Most churches don’t realize how self-centered they really are.  I know that may come across as a harsh statement, but it can be true.  When I say think like a fish, I really mean to let the habits, behaviors and ideas of the fish guide the process, even when they contradict your own conveniences, understandings, and traditions.  It means seeing church through the eyes of the non-believing, unchurched, inexperienced fish.

For example, most fishing takes place early in the morning.  There is nothing convenient about getting up at 4 a.m. and driving by a bait shop and out to a lake at the crack of dawn.  However, if I am going to catch fish, then I must understand that this is the best time to catch fish.  The habits of the fish determine the process. The fisherman is the one who adjusts to the habits of the fish, not the other way around. Why? Because it is the fisherman’s sole intention to catch as many fish as he can that day. Therefore, the fisherman thinks like a fish and goes out early when the fish are hungriest and awaiting the bait.
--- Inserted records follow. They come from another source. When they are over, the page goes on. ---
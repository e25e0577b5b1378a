//! WGSL sources and the uniform block they share with the CPU.

use bytemuck::{Pod, Zeroable};

/// Canvas pass: instanced effects and particles, plus the trail fade.
pub const CANVAS_SOURCE: &str = include_str!("shaders/canvas.wgsl");
/// Copies the canvas texture to the surface.
pub const PRESENT_SOURCE: &str = include_str!("shaders/present.wgsl");

/// Background color the canvas fades toward.
pub const BACKGROUND: [f32; 3] = [0.01, 0.01, 0.03];

/// Mirrors `Uniforms` in `canvas.wgsl`.
#[repr(C)]
#[derive(Copy, Clone, Debug, Pod, Zeroable)]
pub struct Uniforms {
    /// Canvas size in pixels.
    pub canvas: [f32; 2],
    /// Screen-shake offset in pixels.
    pub shake: [f32; 2],
    pub background: [f32; 3],
    pub glow: f32,
    /// Alpha of the per-frame fade quad. `1.0` clears.
    pub fade: f32,
    pub _padding: [f32; 3],
}

impl Uniforms {
    pub fn new(canvas: [f32; 2], shake: [f32; 2], glow: f32, trails: f32) -> Self {
        Self {
            canvas,
            shake,
            background: BACKGROUND,
            glow: glow.max(0.0),
            fade: 1.0 - trails.clamp(0.0, 0.98),
            _padding: [0.0; 3],
        }
    }
}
I once asked my church what time should Sunday Morning Worship Service start.  People said 10 a.m. because they like being home by Noon.  Some said 11 a.m. because they like to sleep in on Sundays.  Others said 8 a.m. because an early service allows them to get worship out of the way and enjoy the rest of their day.  But, a true evangelist—one concerned about the fish floundering about in the worldly sea—would turn that question around and ask: “What time do the fish bite?”
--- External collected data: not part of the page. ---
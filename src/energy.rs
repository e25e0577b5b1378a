//! Energy accumulation and the Stable/Unstable state machine.
//!
//! Sustained input charges the universe. Crossing the threshold while
//! stable makes it unstable and starts the profile's cataclysm; only the
//! cataclysm's completion brings it back via [`EnergyState::reset`].

use serde::{Deserialize, Serialize};

/// Whether the universe is charging or has tipped into a cataclysm.
#[derive(Clone, Copy, Debug, Default, PartialEq, Eq, Serialize, Deserialize)]
pub enum Stability {
    #[default]
    Stable,
    Unstable,
}

/// What an energy update produced this frame.
#[derive(Clone, Copy, Debug, PartialEq, Eq)]
pub enum EnergyEvent {
    None,
    /// At or above the warning fraction. Visual only.
    Warning,
    /// Crossed the threshold; fired exactly once per cycle.
    Triggered,
}

/// Fraction of `max_energy` at which the warning shake starts.
pub const WARNING_FRACTION: f32 = 0.95;

/// Tunable energy constants.
#[derive(Clone, Copy, Debug, PartialEq, Serialize, Deserialize)]
#[serde(default)]
pub struct EnergyConfig {
    pub max_energy: f32,
    /// Added on frames where any button is held.
    pub rise_rate: f32,
    /// Removed on frames with no button held.
    pub decay_rate: f32,
}

impl Default for EnergyConfig {
    fn default() -> Self {
        Self {
            max_energy: 1000.0,
            rise_rate: 10.0,
            decay_rate: 2.0,
        }
    }
}

/// Energy level plus the stability state.
#[derive(Clone, Debug, PartialEq)]
pub struct EnergyState {
    energy: f32,
    state: Stability,
    config: EnergyConfig,
}

impl EnergyState {
    pub fn new(config: EnergyConfig) -> Self {
        Self {
            energy: 0.0,
            state: Stability::Stable,
            config,
        }
    }

    pub fn energy(&self) -> f32 {
        self.energy
    }

    pub fn max_energy(&self) -> f32 {
        self.config.max_energy
    }

    pub fn state(&self) -> Stability {
        self.state
    }

    /// Energy as a fraction of the threshold, clamped to `0..=1`.
    pub fn fraction(&self) -> f32 {
        if self.config.max_energy <= 0.0 {
            return 1.0;
        }
        (self.energy / self.config.max_energy).clamp(0.0, 1.0)
    }

    /// Whether the warning shake should be drawn.
    pub fn is_warning(&self) -> bool {
        self.state == Stability::Stable
            && self.energy >= WARNING_FRACTION * self.config.max_energy
    }

    /// Advance one frame.
    pub fn update(&mut self, any_held: bool) -> EnergyEvent {
        if any_held {
            self.energy += self.config.rise_rate.max(0.0);
        } else {
            self.energy -= self.config.decay_rate.max(0.0);
        }
        self.energy = self.energy.max(0.0);

        if self.state != Stability::Stable {
            return EnergyEvent::None;
        }
        if self.energy >= self.config.max_energy {
            self.state = Stability::Unstable;
            EnergyEvent::Triggered
        } else if self.is_warning() {
            EnergyEvent::Warning
        } else {
            EnergyEvent::None
        }
    }

    /// Back to Stable with zero energy. Called when a cataclysm completes.
    pub fn reset(&mut self) {
        self.energy = 0.0;
        self.state = Stability::Stable;
    }
}

impl Default for EnergyState {
    fn default() -> Self {
        Self::new(EnergyConfig::default())
    }
}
When we think like fish, our worship times aren’t driven by our own conveniences but by the habits of the fish.  That’s thinking like a fish.  If we are posturing ourselves to reach professionals who tend to normally get up early, maybe 8 a.m. is best.  If our fish are young people who tend to stay up late on weekends, maybe 1 p.m. is best.  There is no right or wrong answers or times here; the real issue is for the church to remember that it’s not about us, but it’s about the fish. Jesus came for the sick, not the healthy (or those who have received his medicine already). Jesus wants a relationship with those who do not know him.